Then moved to Win2k and rarely see crashes at all. After that was XP and I don't remember the last time I even crashed.

I don't even use a firewall or AV software. Well, cept the firewall that comes on your router. Smart surfing > protection software.

RE: Bootcamp?
By lightfoot on 3/4/2010 10:58:30 AM , Rating: 5
quote: generally have all your applications running, email, browser, Skype, etc and you don't want to go through the hassle of closing everything...

If you're actually gaming, you're typically doing most of that anyway. Modern PC games usually take full advantage of as much RAM, and CPU as possible - if you are running other apps, you are taking a performance hit. But then again Team Fortress 2 and Half-Life aren't exactly modern.

RE: Bootcamp?
By MrBlastman on 3/4/2010 11:20:21 AM , Rating: 2
Modern? Did you ever play QWTF (Quakeworld Team Fortress) back in 1996? I guarantee you if you take a look at that and compare it with Team Fortress 2 (even it versus TFC), you will see that it is modern for sure.

TF 2 has awesome graphics that are very cartoony (but the detail in the eyes, facial expressions, hands, fingers, appendages etc) are absolutely cutting edge and amazing. TF 2 brings characters to life in the online game better than anything I have played yet. While the graphics might not look ultra-realistic, they are anything but "simplistic" and dated. Not only that, but TF 2 also has dedicated server support, steam community and built in voice-chat. Top this off with one of the goriest online gaming experiences (TF 2 doesn't have buckets of blood, it has 55-gallon drums of blood and body parts exploding everywhere) and you have a winner.

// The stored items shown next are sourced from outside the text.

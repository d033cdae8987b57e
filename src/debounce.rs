//! Timer-reset debouncing.
//!
//! Each pushed event replaces the pending one and restarts the quiet period.
//! The pending event becomes ready only once the quiet period elapses with no
//! further pushes.

use std::time::Duration;
use tokio::time::Instant;
use tracing::trace;

/// Collapses bursts of events into the last one
#[derive(Debug)]
pub struct Debouncer<T> {
    delay: Duration,
    /// Latest event and the time it arrived
    pending: Option<(T, Instant)>,
}

impl<T> Debouncer<T> {
    pub fn new(delay: Duration) -> Self {
        Self {
            delay,
            pending: None,
        }
    }

    pub fn delay(&self) -> Duration {
        self.delay
    }

    /// Record an event, replacing any pending one and restarting the timer
    pub fn push(&mut self, event: T, now: Instant) {
        if self.pending.is_some() {
            trace!("Debounce reset ({:?})", self.delay);
        }
        self.pending = Some((event, now));
    }

    /// When the pending event fires if nothing else arrives
    pub fn deadline(&self) -> Option<Instant> {
        self.pending.as_ref().map(|(_, at)| *at + self.delay)
    }

    /// Take the pending event if its quiet period has elapsed
    pub fn take_ready(&mut self, now: Instant) -> Option<T> {
        match self.deadline() {
            Some(deadline) if now >= deadline => self.pending.take().map(|(event, _)| event),
            _ => None,
        }
    }
}

#[cfg(test)]
mod tests {
    use super::*;

    const DELAY: Duration = Duration::from_millis(100);

    #[test]
    fn test_fires_after_quiet_period() {
        let start = Instant::now();
        let mut debouncer = Debouncer::new(DELAY);

        debouncer.push("a", start);
        assert_eq!(debouncer.take_ready(start + Duration::from_millis(99)), None);
        assert_eq!(debouncer.take_ready(start + DELAY), Some("a"));
        // Fires once
        assert_eq!(debouncer.take_ready(start + DELAY * 2), None);
        assert_eq!(debouncer.deadline(), None);
    }

    #[test]
    fn test_push_resets_timer_and_keeps_latest() {
        let start = Instant::now();
        let mut debouncer = Debouncer::new(DELAY);

        debouncer.push(1, start);
        debouncer.push(2, start + Duration::from_millis(60));
        debouncer.push(3, start + Duration::from_millis(120));

        assert_eq!(debouncer.deadline(), Some(start + Duration::from_millis(220)));
        assert_eq!(debouncer.take_ready(start + Duration::from_millis(200)), None);
        assert_eq!(debouncer.take_ready(start + Duration::from_millis(220)), Some(3));
    }
}
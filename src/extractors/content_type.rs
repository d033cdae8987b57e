//! Content type detection from raw markup.

use crate::types::ContentType;
use lazy_static::lazy_static;
use regex::Regex;

lazy_static! {
    /// Checked in order; the first matching start tag decides the type
    static ref TYPE_PATTERNS: Vec<(ContentType, Regex)> = vec![
        (ContentType::Image, Regex::new(r"(?i)<img\b[^>]*>").unwrap()),
        (ContentType::Video, Regex::new(r"(?i)<video\b[^>]*>").unwrap()),
        (ContentType::Audio, Regex::new(r"(?i)<audio\b[^>]*>").unwrap()),
        (ContentType::Table, Regex::new(r"(?i)<table\b[^>]*>").unwrap()),
        (ContentType::Code, Regex::new(r"(?i)<code\b[^>]*>").unwrap()),
    ];
}

/// Classify markup by the highest-priority media or structure tag it contains.
///
/// Priority is image, video, audio, table, code. Markup with none of these
/// tags is `Text`.
pub fn detect_content_type(markup: &str) -> ContentType {
    TYPE_PATTERNS
        .iter()
        .find(|(_, pattern)| pattern.is_match(markup))
        .map(|(content_type, _)| *content_type)
        .unwrap_or(ContentType::Text)
}
//! Content Capture - session replay
//!
//! Replays a recorded session file and prints every captured record as one
//! JSON line on stdout.

use content_capture::{replay, Config, Session};
use std::path::PathBuf;
use tracing::info;
use tracing_subscriber::prelude::*;
use tracing_subscriber::{fmt, reload, EnvFilter};

const USAGE: &str = "usage: content-capture <session.json> [--config <path>]";

fn main() -> Result<(), Box<dyn std::error::Error>> {
    let mut session_path: Option<PathBuf> = None;
    let mut config_path: Option<PathBuf> = None;

    let mut args = std::env::args().skip(1);
    while let Some(arg) = args.next() {
        match arg.as_str() {
            "--config" | "-c" => {
                config_path = Some(args.next().ok_or(USAGE)?.into());
            }
            "--help" | "-h" => {
                println!("{}", USAGE);
                return Ok(());
            }
            _ if session_path.is_none() => session_path = Some(arg.into()),
            _ => return Err(USAGE.into()),
        }
    }
    let session_path = session_path.ok_or(USAGE)?;

    // Initialize logging on stderr first so config loading is logged;
    // stdout carries the captures
    let env_filter = EnvFilter::try_from_default_env().ok();
    let filter_from_env = env_filter.is_some();
    let (filter, filter_handle) =
        reload::Layer::new(env_filter.unwrap_or_else(|| EnvFilter::new("info")));
    tracing_subscriber::registry()
        .with(filter)
        .with(fmt::layer().with_target(false).with_writer(std::io::stderr))
        .init();

    // Load configuration
    let config = match &config_path {
        Some(path) => Config::load_from_path(path.clone()),
        None => Config::load(),
    };
    if !filter_from_env {
        filter_handle.modify(|filter| *filter = EnvFilter::new(&config.general.log_level))?;
    }

    info!(
        "Configuration loaded from {:?}",
        config_path.unwrap_or_else(Config::default_config_path)
    );

    let session = Session::load(&session_path)?;
    let captured = replay(session, &config)?;

    for content in &captured {
        println!("{}", serde_json::to_string(content)?);
    }

    info!("Replay finished: {} captures", captured.len());
    Ok(())
}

These features aren't even approaching the skill-based gameplay that TF 2 has loads of in quantities higher than most other shooters available right now. The only exception I'd make is that it doesn't require as much skill as QWTF or TFC--but, I'll take what I can get in this current world of dumbed-down console ports. Valve has been adding in features to increase the skill required to play it.

As for it going to a Mac... This will be hilarious. I can see it now--all the Mac users will be running around more concerned about how they look playing the game rather than their actual ability to play it. I fear this for one reason though... as I would bet money on the majority of Mac users playing the "pyro" class. For those who don't play TF 2, pyro is the ultimate noob class basically only requiring you to be able to do two things:

pressing the W key while clicking on the Left Mouse Button.

W+LMB ftw with pyro. :(

But, I must digress. I find this a good thing for Mac owners. The game does not have very steep system requirements which will allow the sub-par, overpriced macs to be able to run it at a half-decent framerate. Bring it on. I always need more targets to blow up with my rocket launcher.

RE: Bootcamp?
By lightfoot on 3/4/2010 11:55:49 AM , Rating: 5
Sorry, I meant "modern" in a computer technology, internet age way, not an industrial revolution way. Yes, the game is "only" three years old. Top of-the-line computers were roughly one quarter as powerful as they are today, and I'm sure TF2 fully utilized that power when it was released. However calling that a modern game is kind of like calling the F-14 a modern fighter jet. Is it capable and does it get the job done? Yes. Is it "state of the art" and leading edge? No.

RE: Bootcamp?
By MrBlastman on 3/4/2010 12:34:37 PM , Rating: 2
Some of us don't need to play the latest 0-3 month old game to consider them modern and cutting edge. For instance, I still fly Falcon 4.0, and it was released in 1998. However, it has since been modded to support a slew of devices including full-blown cockpits and head tracking. It is the gameplay that counts.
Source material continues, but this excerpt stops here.